Impact measurement is an imperfect science, and as a team that specializes in strategic research, we frequently get asked how we know that the work an organization does is directly connected to the outcomes we see in a community. In a messy world with what can feel like immeasurable variables, how can we ever understand causality?

While it’s nearly impossible (outside of a controlled environment) to fully attribute change to any one program, grant, or community effort, we still try, by gathering information from a variety of sources, using a variety of methods. At the Impact Architects, we use social science research methods to map where communities and organizations measure up relative to a vision and define outcomes that would move them closer to their goals. To measure progress, we have to understand the limitations of available qualitative and quantitative data and use mixed methods — collecting different types of information from a variety of sources — to understand the reality on the ground.

An example of how we can use mixed methods to better understand community health through the lens of news and information is our Healthy News and Information Ecosystems Project, where we use data from the U.S. Census, Pew Research, as well as community and industry organizations, paired with interviews and surveys.

One of the case studies we did was about the news and information ecosystem in Detroit, Michigan. Detroit is one of the few major U.S. cities that maintains two daily newspapers — the Detroit Free Press (owned and run by Gannet and part of the US Today network) and the Detroit News (owned by Digital First Media/Alden Global Capital). With two competitive newspapers, the assumption might be that community members have access to more news and information and are better served than those in other cities with fewer news institutions.

However, veteran journalist Debra Adams Simmons’ 2017 research, which included conversations with residents and journalists, painted a very different picture. Simmons’ SWOT (strengths, weaknesses, opportunities, and threats) analysis of the Detroit journalism landscape outlined weaknesses in the ecosystem due to distrust, dissatisfaction, and lack of diversity and threats from changing preferences, generational shifts, and a questioning relevance of local journalism.

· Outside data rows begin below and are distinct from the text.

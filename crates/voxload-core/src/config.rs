use crate::error::ConfigError;
use regex::Regex;
use serde::Deserialize;
use std::path::{Path, PathBuf};
use std::str::FromStr;
use std::time::Duration;

pub const DEFAULT_CONFIG_FILE: &str = "voxload.toml";

#[derive(Debug, Deserialize, Clone, Default)]
pub struct AppConfig {
    #[serde(default)]
    pub general: GeneralConfig,

    #[serde(default)]
    pub target: TargetConfig,

    #[serde(default)]
    pub chunks: ChunksConfig,

    #[serde(default)]
    pub pacing: PacingConfig,

    #[serde(default)]
    pub load: LoadConfig,
}

#[derive(Debug, Deserialize, Clone)]
pub struct GeneralConfig {
    #[serde(default = "default_log_level")]
    pub log_level: String,
}

impl Default for GeneralConfig {
    fn default() -> Self {
        Self {
            log_level: default_log_level(),
        }
    }
}

#[derive(Debug, Deserialize, Clone)]
pub struct TargetConfig {
    #[serde(default)]
    pub project_id: String,

    #[serde(default = "default_api_base")]
    pub api_base: String,

    #[serde(default = "default_request_timeout_secs")]
    pub request_timeout_secs: f64,

    #[serde(default = "default_user_agent")]
    pub user_agent: String,

    #[serde(default = "default_conversation_name")]
    pub conversation_name: String,

    #[serde(default = "default_source")]
    pub source: String,

    #[serde(default = "default_content_type")]
    pub content_type: String,
}

impl Default for TargetConfig {
    fn default() -> Self {
        Self {
            project_id: String::new(),
            api_base: default_api_base(),
            request_timeout_secs: default_request_timeout_secs(),
            user_agent: default_user_agent(),
            conversation_name: default_conversation_name(),
            source: default_source(),
            content_type: default_content_type(),
        }
    }
}

impl TargetConfig {
    pub fn request_timeout(&self) -> Duration {
        secs(self.request_timeout_secs)
    }
}

#[derive(Debug, Deserialize, Clone, Copy, PartialEq, Eq, Default)]
#[serde(rename_all = "kebab-case")]
pub enum SelectionMode {
    /// A random contiguous sub-range per conversation.
    #[default]
    Random,
    /// Every loaded chunk, in index order.
    All,
}

impl FromStr for SelectionMode {
    type Err = ConfigError;

    fn from_str(s: &str) -> Result<Self, Self::Err> {
        match s.trim().to_ascii_lowercase().as_str() {
            "random" => Ok(SelectionMode::Random),
            "all" => Ok(SelectionMode::All),
            other => Err(ConfigError::Invalid(format!(
                "unknown chunk selection mode '{other}' (expected 'random' or 'all')"
            ))),
        }
    }
}

#[derive(Debug, Deserialize, Clone)]
pub struct ChunksConfig {
    #[serde(default = "default_chunks_dir")]
    pub directory: PathBuf,

    #[serde(default)]
    pub start: u32,

    #[serde(default = "default_chunk_end")]
    pub end: u32,

    #[serde(default)]
    pub selection: SelectionMode,

    #[serde(default = "default_min_chunks")]
    pub min_chunks: usize,

    #[serde(default = "default_max_chunks")]
    pub max_chunks: usize,
}

impl Default for ChunksConfig {
    fn default() -> Self {
        Self {
            directory: default_chunks_dir(),
            start: 0,
            end: default_chunk_end(),
            selection: SelectionMode::default(),
            min_chunks: default_min_chunks(),
            max_chunks: default_max_chunks(),
        }
    }
}

#[derive(Debug, Deserialize, Clone)]
pub struct PacingConfig {
    #[serde(default = "default_record_interval_secs")]
    pub record_interval_secs: f64,

    #[serde(default = "default_think_time_secs")]
    pub think_time_secs: f64,

    #[serde(default = "default_failure_backoff_secs")]
    pub failure_backoff_secs: f64,
}

impl Default for PacingConfig {
    fn default() -> Self {
        Self {
            record_interval_secs: default_record_interval_secs(),
            think_time_secs: default_think_time_secs(),
            failure_backoff_secs: default_failure_backoff_secs(),
        }
    }
}

impl PacingConfig {
    pub fn record_interval(&self) -> Duration {
        secs(self.record_interval_secs)
    }

    pub fn think_time(&self) -> Duration {
        secs(self.think_time_secs)
    }

    pub fn failure_backoff(&self) -> Duration {
        secs(self.failure_backoff_secs)
    }
}

#[derive(Debug, Deserialize, Clone, Copy, PartialEq, Eq, Default)]
#[serde(rename_all = "kebab-case")]
pub enum ExecutorKind {
    /// Staged ramp over the total run duration.
    #[default]
    Ramping,
    /// Fixed VU pool sharing an iteration budget.
    SharedIterations,
}

impl FromStr for ExecutorKind {
    type Err = ConfigError;

    fn from_str(s: &str) -> Result<Self, Self::Err> {
        match s.trim().to_ascii_lowercase().as_str() {
            "ramping" | "ramping-vus" => Ok(ExecutorKind::Ramping),
            "shared-iterations" => Ok(ExecutorKind::SharedIterations),
            other => Err(ConfigError::Invalid(format!(
                "unknown executor '{other}' (expected 'ramping' or 'shared-iterations')"
            ))),
        }
    }
}

#[derive(Debug, Deserialize, Clone)]
pub struct LoadConfig {
    #[serde(default)]
    pub executor: ExecutorKind,

    #[serde(default = "default_max_vus")]
    pub max_vus: usize,

    #[serde(default = "default_duration_minutes")]
    pub duration_minutes: f64,

    #[serde(default = "default_graceful_drain_secs")]
    pub graceful_drain_secs: f64,

    #[serde(default = "default_iterations")]
    pub iterations: usize,

    #[serde(default = "default_max_duration_minutes")]
    pub max_duration_minutes: f64,

    #[serde(default = "default_true")]
    pub call_finish: bool,
}

impl Default for LoadConfig {
    fn default() -> Self {
        Self {
            executor: ExecutorKind::default(),
            max_vus: default_max_vus(),
            duration_minutes: default_duration_minutes(),
            graceful_drain_secs: default_graceful_drain_secs(),
            iterations: default_iterations(),
            max_duration_minutes: default_max_duration_minutes(),
            call_finish: default_true(),
        }
    }
}

impl LoadConfig {
    pub fn duration(&self) -> Duration {
        secs(self.duration_minutes * 60.0)
    }

    pub fn graceful_drain(&self) -> Duration {
        secs(self.graceful_drain_secs)
    }

    pub fn max_duration(&self) -> Duration {
        secs(self.max_duration_minutes * 60.0)
    }
}

/// Values supplied on the command line or through environment variables.
/// Every `Some` replaces the corresponding file/default value.
#[derive(Debug, Clone, Default)]
pub struct ConfigOverrides {
    pub log_level: Option<String>,
    pub project_id: Option<String>,
    pub api_base: Option<String>,
    pub request_timeout_secs: Option<f64>,
    pub chunks_dir: Option<PathBuf>,
    pub start: Option<u32>,
    pub end: Option<u32>,
    pub selection: Option<SelectionMode>,
    pub min_chunks: Option<usize>,
    pub max_chunks: Option<usize>,
    pub record_interval_secs: Option<f64>,
    pub think_time_secs: Option<f64>,
    pub executor: Option<ExecutorKind>,
    pub max_vus: Option<usize>,
    pub duration_minutes: Option<f64>,
    pub graceful_drain_secs: Option<f64>,
    pub iterations: Option<usize>,
    pub max_duration_minutes: Option<f64>,
    pub call_finish: Option<bool>,
}

fn default_log_level() -> String {
    "info".to_string()
}

fn default_api_base() -> String {
    "http://localhost:8000".to_string()
}

fn default_request_timeout_secs() -> f64 {
    60.0
}

fn default_user_agent() -> String {
    "voxload/0.1 (mass load test)".to_string()
}

fn default_conversation_name() -> String {
    "voxload Mass Test".to_string()
}

fn default_source() -> String {
    "PORTAL_AUDIO".to_string()
}

fn default_content_type() -> String {
    "audio/webm".to_string()
}

fn default_chunks_dir() -> PathBuf {
    PathBuf::from("audioChunks")
}

fn default_chunk_end() -> u32 {
    25
}

fn default_min_chunks() -> usize {
    4
}

fn default_max_chunks() -> usize {
    10
}

fn default_record_interval_secs() -> f64 {
    30.0
}

fn default_think_time_secs() -> f64 {
    30.0
}

fn default_failure_backoff_secs() -> f64 {
    5.0
}

fn default_max_vus() -> usize {
    10
}

fn default_duration_minutes() -> f64 {
    10.0
}

fn default_graceful_drain_secs() -> f64 {
    30.0
}

fn default_iterations() -> usize {
    10
}

fn default_max_duration_minutes() -> f64 {
    30.0
}

fn default_true() -> bool {
    true
}

fn secs(value: f64) -> Duration {
    Duration::try_from_secs_f64(value).unwrap_or(Duration::ZERO)
}

/// Interpolate `${VAR}` patterns with environment variable values.
fn interpolate_env_vars(input: &str) -> Result<String, ConfigError> {
    let re = Regex::new(r"\$\{([^}]+)\}").map_err(|e| ConfigError::Invalid(e.to_string()))?;
    let mut result = input.to_string();

    for cap in re.captures_iter(input) {
        let var_name = &cap[1];
        match std::env::var(var_name) {
            Ok(val) => {
                result = result.replace(&cap[0], &val);
            }
            Err(_) => return Err(ConfigError::EnvVarNotFound(var_name.to_string())),
        }
    }

    Ok(result)
}

fn ensure(condition: bool, message: impl FnOnce() -> String) -> Result<(), ConfigError> {
    if condition {
        Ok(())
    } else {
        Err(ConfigError::Invalid(message()))
    }
}

/// Longest accepted duration or timeout: one year.
const MAX_DURATION_SECS: f64 = 366.0 * 24.0 * 3600.0;

/// `value` is in units of `unit_secs` seconds.
fn ensure_positive(name: &str, value: f64, unit_secs: f64) -> Result<(), ConfigError> {
    ensure(value.is_finite() && value > 0.0, || {
        format!("{name} must be a positive number (got {value})")
    })?;
    ensure_within_limit(name, value, unit_secs)
}

fn ensure_non_negative(name: &str, value: f64, unit_secs: f64) -> Result<(), ConfigError> {
    ensure(value.is_finite() && value >= 0.0, || {
        format!("{name} must not be negative (got {value})")
    })?;
    ensure_within_limit(name, value, unit_secs)
}

fn ensure_within_limit(name: &str, value: f64, unit_secs: f64) -> Result<(), ConfigError> {
    ensure(value * unit_secs <= MAX_DURATION_SECS, || {
        format!("{name} is too large (got {value}, limit is one year)")
    })
}

impl AppConfig {
    /// Load configuration from a TOML file, with environment variable interpolation.
    pub fn load_from_file(path: &Path) -> Result<Self, ConfigError> {
        let content = std::fs::read_to_string(path)?;
        Self::from_toml_str(&content)
    }

    /// Load `path` if given; otherwise the default file when present, else built-in defaults.
    pub fn load_optional(path: Option<&Path>) -> Result<Self, ConfigError> {
        match path {
            Some(path) => Self::load_from_file(path),
            None => {
                let default_path = Path::new(DEFAULT_CONFIG_FILE);
                if default_path.exists() {
                    Self::load_from_file(default_path)
                } else {
                    Ok(Self::default())
                }
            }
        }
    }

    /// Parse configuration from a TOML string (for testing).
    pub fn from_toml_str(s: &str) -> Result<Self, ConfigError> {
        let interpolated = interpolate_env_vars(s)?;
        let config: AppConfig = toml::from_str(&interpolated)?;
        Ok(config)
    }

    pub fn apply_overrides(&mut self, overrides: ConfigOverrides) {
        let ConfigOverrides {
            log_level,
            project_id,
            api_base,
            request_timeout_secs,
            chunks_dir,
            start,
            end,
            selection,
            min_chunks,
            max_chunks,
            record_interval_secs,
            think_time_secs,
            executor,
            max_vus,
            duration_minutes,
            graceful_drain_secs,
            iterations,
            max_duration_minutes,
            call_finish,
        } = overrides;

        if let Some(v) = log_level {
            self.general.log_level = v;
        }
        if let Some(v) = project_id {
            self.target.project_id = v;
        }
        if let Some(v) = api_base {
            self.target.api_base = v;
        }
        if let Some(v) = request_timeout_secs {
            self.target.request_timeout_secs = v;
        }
        if let Some(v) = chunks_dir {
            self.chunks.directory = v;
        }
        if let Some(v) = start {
            self.chunks.start = v;
        }
        if let Some(v) = end {
            self.chunks.end = v;
        }
        if let Some(v) = selection {
            self.chunks.selection = v;
        }
        if let Some(v) = min_chunks {
            self.chunks.min_chunks = v;
        }
        if let Some(v) = max_chunks {
            self.chunks.max_chunks = v;
        }
        if let Some(v) = record_interval_secs {
            self.pacing.record_interval_secs = v;
        }
        if let Some(v) = think_time_secs {
            self.pacing.think_time_secs = v;
        }
        if let Some(v) = executor {
            self.load.executor = v;
        }
        if let Some(v) = max_vus {
            self.load.max_vus = v;
        }
        if let Some(v) = duration_minutes {
            self.load.duration_minutes = v;
        }
        if let Some(v) = graceful_drain_secs {
            self.load.graceful_drain_secs = v;
        }
        if let Some(v) = iterations {
            self.load.iterations = v;
        }
        if let Some(v) = max_duration_minutes {
            self.load.max_duration_minutes = v;
        }
        if let Some(v) = call_finish {
            self.load.call_finish = v;
        }
    }

    pub fn validate(&self) -> Result<(), ConfigError> {
        ensure(!self.target.project_id.trim().is_empty(), || {
            "target.project_id is required (set PROJECT_ID)".to_string()
        })?;
        ensure(!self.target.api_base.trim().is_empty(), || {
            "target.api_base must not be empty".to_string()
        })?;
        ensure_positive("target.request_timeout_secs", self.target.request_timeout_secs, 1.0)?;

        ensure(self.chunks.end >= self.chunks.start, || {
            format!(
                "chunks.end ({}) must not be below chunks.start ({})",
                self.chunks.end, self.chunks.start
            )
        })?;
        ensure(self.chunks.min_chunks >= 1, || {
            "chunks.min_chunks must be at least 1".to_string()
        })?;
        ensure(self.chunks.max_chunks >= self.chunks.min_chunks, || {
            format!(
                "chunks.max_chunks ({}) must not be below chunks.min_chunks ({})",
                self.chunks.max_chunks, self.chunks.min_chunks
            )
        })?;

        ensure_non_negative("pacing.record_interval_secs", self.pacing.record_interval_secs, 1.0)?;
        ensure_non_negative("pacing.think_time_secs", self.pacing.think_time_secs, 1.0)?;
        ensure_non_negative("pacing.failure_backoff_secs", self.pacing.failure_backoff_secs, 1.0)?;

        ensure(self.load.max_vus >= 1, || "load.max_vus must be at least 1".to_string())?;
        ensure_non_negative("load.graceful_drain_secs", self.load.graceful_drain_secs, 1.0)?;
        match self.load.executor {
            ExecutorKind::Ramping => {
                ensure_positive("load.duration_minutes", self.load.duration_minutes, 60.0)?;
            }
            ExecutorKind::SharedIterations => {
                ensure(self.load.iterations >= 1, || {
                    "load.iterations must be at least 1".to_string()
                })?;
                ensure_positive("load.max_duration_minutes", self.load.max_duration_minutes, 60.0)?;
            }
        }

        Ok(())
    }
}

In our research, we compared demographic data from the city with that of newspaper staff to understand and contextualize one potential source of Detroit residents’ distrust in local journalism. As of 2019, 79% of the city of Detroit identifies as Black/African American, 10% as white, 8% as Hispanic/Latinx, and 2% Asian. The Detroit Free Press meanwhile, in their 2020 diversity report, reported their staff as 70% white, 12% Black, 3% Hispanic/Latinx, and 8% Asian. (This is an even smaller percentage of Black employees than the 17% Black reported in the ASNE survey in 2018).

The data itself can’t tell us that this lack of representation in the newsroom is why distrust and dissatisfaction permeates Detroit’s news and information ecosystem. Only conversations with journalists, community members, and leaders on the ground can elucidate the impact of diversity and representation on the content produced and consumed by the people of Detroit.

Quantitative data — such as the demographics of the community and the newsroom, and quantitative measures of trust gathered in third party research or polling — can perhaps tell you the what of your question. But in a world where everything is deeply contextual, and the strengths and weaknesses of a journalism ecosystem is influenced by innumerable changes in the community, only qualitative data that is grounded in the reality of real people’s lives and experiences will tell you why and how Detroit’s journalism landscape, and it’s lack of representation is or isn’t impacting community members. To more directly understand the relationship between representation in the newsroom, and the trust and satisfaction in journalism in Detroit, you need qualitative grounding, running your own community surveys and collecting critical qualitative data through focus groups and interviews.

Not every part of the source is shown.